As at 9 November 2016, Ankai was a constituent of SZSE 1000 Index (as well as sub-index SZSE 700 Index) but not in SZSE Component Index, making the company was ranked between the 501st to 1,000th by free float adjusted market capitalization.

History 
Anhui Ankai Automobile Co., Ltd was founded on July 22, 1997 and was listed on the Shenzhen Stock Exchange, China's second largest stock exchange, three days later. A license agreement for the construction of buses with a self-supporting body was signed with the Setra bus brand, which now belongs to the Daimler subsidiary EvoBus. This made Ankai the first company in Asia to produce this type of body, also known as a monocoque. Just one year later, in November 1998, the 500th bus was manufactured.

In 2001, the license agreement with EvoBus was extended for a further ten years. The contract allowed Ankai to produce the SETRA S 315 coach model, winner of the Coach of the Year award. In the same year, construction of a new automobile factory in Hefei began. With an initial production capacity of 1,000 vehicles per year, the largest production facility for comfort buses in China was created. Licensed production of the S 315 under the name Ankai Setra HFF6120K35(S315) began as early as November 2002. In the years that followed, Ankai played a key role in building the nationwide long-distance bus network with modern vehicles that meet western comfort and safety standards.

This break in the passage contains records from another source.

//! `twinhub` defines the property conventions shared by devices and the
//! device registry of a cloud IoT device-management service.
//!
//! A device mirrors its state in a twin: the service writes desired
//! properties, the device writes reported properties. Properties may belong
//! to the root interface of a device or to one of its components, and
//! component properties are grouped under the component name together with
//! a reserved `"__t": "c"` marker.
//!
//! When the service changes a writable property, the device answers with an
//! acknowledgement carrying a status code, the version of the desired
//! properties which triggered it, and an optional description.
//! The receipt is acknowledged first with an in-progress code, and the
//! outcome is reported later with the same version.
//!
//! This crate provides:
//!
//! - [`PropertyPatch`](patch::PropertyPatch), the wire-level patch shape
//! - [`PropertyConvention`](convention::PropertyConvention), which reads
//!   typed values from patches and builds acknowledgement and report patches
//! - [`WritablePropertyExchange`](exchange::WritablePropertyExchange), the
//!   state machine of a single acknowledgement exchange
//! - [`PayloadSerializer`](serializer::PayloadSerializer), the pluggable
//!   serializer capability along with two `JSON` implementations
//!
//! The crate is `no_std` and only requires an allocator.

#![no_std]
#![deny(unsafe_code)]
#![deny(missing_docs)]

extern crate alloc;

/// Writable-property acknowledgements and their wire conventions.
pub mod ack;
/// The property convention engine.
pub mod convention;
/// Desired-property sets delivered to a device.
pub mod desired;
/// Error management.
pub mod error;
/// The writable-property exchange state machine.
pub mod exchange;
/// Property patches.
pub mod patch;
/// Payload serializers.
pub mod serializer;

#[cfg(test)]
pub(crate) fn serialize<T: serde::Serialize>(value: T) -> serde_json::Value {
    serde_json::to_value(value).unwrap()
}

#[cfg(test)]
pub(crate) fn deserialize<T: serde::de::DeserializeOwned>(value: serde_json::Value) -> T {
    serde_json::from_value(value).unwrap()
}
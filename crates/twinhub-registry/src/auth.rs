use std::borrow::Cow;
use std::time::{Duration, SystemTime, UNIX_EPOCH};

use base64::Engine;
use base64::engine::general_purpose::STANDARD;

use hmac::{Hmac, Mac};

use sha2::Sha256;

use url::form_urlencoded::byte_serialize;

use crate::config::ConnectionString;
use crate::error::{Error, ErrorKind, Result};

type HmacSha256 = Hmac<Sha256>;

/// Default time-to-live of a shared access signature.
pub const DEFAULT_TOKEN_TTL: Duration = Duration::from_secs(3600);

/// A source of `Authorization` header values.
pub trait Credential: Send + Sync + 'static {
    /// Returns the value of the `Authorization` header of the next request.
    ///
    /// # Errors
    ///
    /// The token cannot be produced.
    fn authorization(&self) -> Result<String>;
}

/// A pre-built token, sent as is.
#[derive(Debug, Clone, PartialEq, Eq)]
pub struct StaticToken(Cow<'static, str>);

impl StaticToken {
    /// Creates a [`StaticToken`].
    #[must_use]
    pub fn new(token: impl Into<Cow<'static, str>>) -> Self {
        Self(token.into())
    }
}

impl Credential for StaticToken {
    fn authorization(&self) -> Result<String> {
        Ok(self.0.to_string())
    }
}

/// Signs shared access signatures with a shared access key.
///
/// A new signature, valid for the configured time-to-live, is produced for
/// every request.
#[derive(Clone, PartialEq, Eq)]
pub struct SharedAccessKeyCredential {
    resource: String,
    key_name: String,
    key: Vec<u8>,
    ttl: Duration,
}

impl std::fmt::Debug for SharedAccessKeyCredential {
    fn fmt(&self, f: &mut std::fmt::Formatter<'_>) -> std::fmt::Result {
        // The key is never printed.
        f.debug_struct("SharedAccessKeyCredential")
            .field("resource", &self.resource)
            .field("key_name", &self.key_name)
            .field("ttl", &self.ttl)
            .finish_non_exhaustive()
    }
}

impl SharedAccessKeyCredential {
    /// Creates a [`SharedAccessKeyCredential`].
    ///
    /// # Errors
    ///
    /// The key is not valid base64.
    pub fn new(
        host_name: impl Into<String>,
        key_name: impl Into<String>,
        key: &str,
    ) -> Result<Self> {
        let key = STANDARD.decode(key.trim()).map_err(|e| {
            Error::new(
                ErrorKind::ArgumentInvalid,
                format!("Shared access key is not valid base64: {e}"),
            )
        })?;

        Ok(Self {
            resource: host_name.into(),
            key_name: key_name.into(),
            key,
            ttl: DEFAULT_TOKEN_TTL,
        })
    }

    /// Creates a [`SharedAccessKeyCredential`] from a [`ConnectionString`].
    ///
    /// # Errors
    ///
    /// The key is not valid base64.
    pub fn from_connection_string(connection_string: &ConnectionString) -> Result<Self> {
        Self::new(
            connection_string.host_name(),
            connection_string.shared_access_key_name(),
            connection_string.shared_access_key(),
        )
    }

    /// Sets a different time-to-live.
    #[must_use]
    pub const fn ttl(mut self, ttl: Duration) -> Self {
        self.ttl = ttl;
        self
    }

    /// Builds a shared access signature expiring at the given Unix time.
    ///
    /// # Errors
    ///
    /// The signing key is rejected.
    pub fn sign(&self, expiry: u64) -> Result<String> {
        let resource: String = byte_serialize(self.resource.as_bytes()).collect();
        let to_sign = format!("{resource}\n{expiry}");

        let mut mac = HmacSha256::new_from_slice(&self.key)
            .map_err(|e| Error::new(ErrorKind::ArgumentInvalid, e.to_string()))?;
        mac.update(to_sign.as_bytes());
        let signature = STANDARD.encode(mac.finalize().into_bytes());
        let signature: String = byte_serialize(signature.as_bytes()).collect();

        Ok(format!(
            "SharedAccessSignature sr={resource}&sig={signature}&se={expiry}&skn={}",
            self.key_name
        ))
    }
}

impl Credential for SharedAccessKeyCredential {
    fn authorization(&self) -> Result<String> {
        let now = SystemTime::now()
            .duration_since(UNIX_EPOCH)
            .map_err(|e| Error::new(ErrorKind::InvalidOperation, e.to_string()))?;
        self.sign((now + self.ttl).as_secs())
    }
}

#[cfg(test)]
mod tests {
    use std::time::Duration;

    use base64::Engine;
    use base64::engine::general_purpose::STANDARD;

    use crate::config::ConnectionString;
    use crate::error::ErrorKind;

    use super::{Credential, SharedAccessKeyCredential, StaticToken};

    const KEY: &str = "c2VjcmV0a2V5MQ==";

    fn query_value<'a>(token: &'a str, key: &str) -> &'a str {
        token
            .trim_start_matches("SharedAccessSignature ")
            .split('&')
            .find_map(|pair| pair.strip_prefix(key)?.strip_prefix('='))
            .unwrap()
    }

    #[test]
    fn static_token() {
        assert_eq!(
            StaticToken::new("SharedAccessSignature sr=a&sig=b")
                .authorization()
                .unwrap(),
            "SharedAccessSignature sr=a&sig=b"
        );
    }

    #[test]
    fn signature_shape() {
        let credential = SharedAccessKeyCredential::new("hub.example.net", "iothubowner", KEY)
            .unwrap()
            .ttl(Duration::from_secs(60));

        let token = credential.sign(1_700_000_000).unwrap();

        assert!(token.starts_with("SharedAccessSignature "));
        assert_eq!(query_value(&token, "sr"), "hub.example.net");
        assert_eq!(query_value(&token, "se"), "1700000000");
        assert_eq!(query_value(&token, "skn"), "iothubowner");

        // HMAC-SHA256 signatures are 32 bytes long.
        let signature: String = url::form_urlencoded::parse(
            format!("sig={}", query_value(&token, "sig")).as_bytes(),
        )
        .map(|(_, value)| value.into_owned())
        .collect();
        assert_eq!(STANDARD.decode(signature).unwrap().len(), 32);
    }

    #[test]
    fn signature_is_deterministic() {
        let credential =
            SharedAccessKeyCredential::new("hub.example.net", "iothubowner", KEY).unwrap();
        let other =
            SharedAccessKeyCredential::new("hub.example.net", "iothubowner", "b3RoZXJrZXk=")
                .unwrap();

        assert_eq!(credential.sign(42).unwrap(), credential.sign(42).unwrap());
        assert_ne!(credential.sign(42).unwrap(), credential.sign(43).unwrap());
        assert_ne!(credential.sign(42).unwrap(), other.sign(42).unwrap());
    }

    #[test]
    fn from_connection_string() {
        let connection_string: ConnectionString =
            format!("HostName=hub.example.net;SharedAccessKeyName=iothubowner;SharedAccessKey={KEY}")
                .parse()
                .unwrap();
        let credential = SharedAccessKeyCredential::from_connection_string(&connection_string)
            .unwrap();

        let token = credential.authorization().unwrap();
        assert_eq!(query_value(&token, "skn"), "iothubowner");
        assert!(!format!("{credential:?}").contains(KEY));
    }

    #[test]
    fn invalid_key() {
        assert_eq!(
            SharedAccessKeyCredential::new("hub.example.net", "iothubowner", "not base64!")
                .unwrap_err()
                .kind(),
            ErrorKind::ArgumentInvalid
        );
    }
}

In September 2002, scheduled bus services from Inner Mongolia to the capital Beijing began using Ankai-Setra buses. This also represented one of the first fast and comfortable long-distance bus routes in China.

In March 2008, an Ankai bus (the first Chinese bus manufacturer) received safety and environmental certification from the Australian Transport Authority. This certificate, which largely corresponds to the demanding requirements of the ECE regulations, meant a decisive step for the further development of the company: It enabled access to the lucrative European markets, which are, however, heavily regulated in terms of technical specifications. Another milestone in the company's history was the sale of 11 Ankai double-decker buses to the Big Bus Company in June 2010. It was the first time that buses from China entered the US market; this was preceded by lengthy negotiations with the approval and import authorities. The unit price was RMB 2 million. The buses were painted with oversized USA flags and are used as tourist buses in Las Vegas and San Francisco. In the same year, double-decker buses were sold on the South African market, which had previously been dominated by British models.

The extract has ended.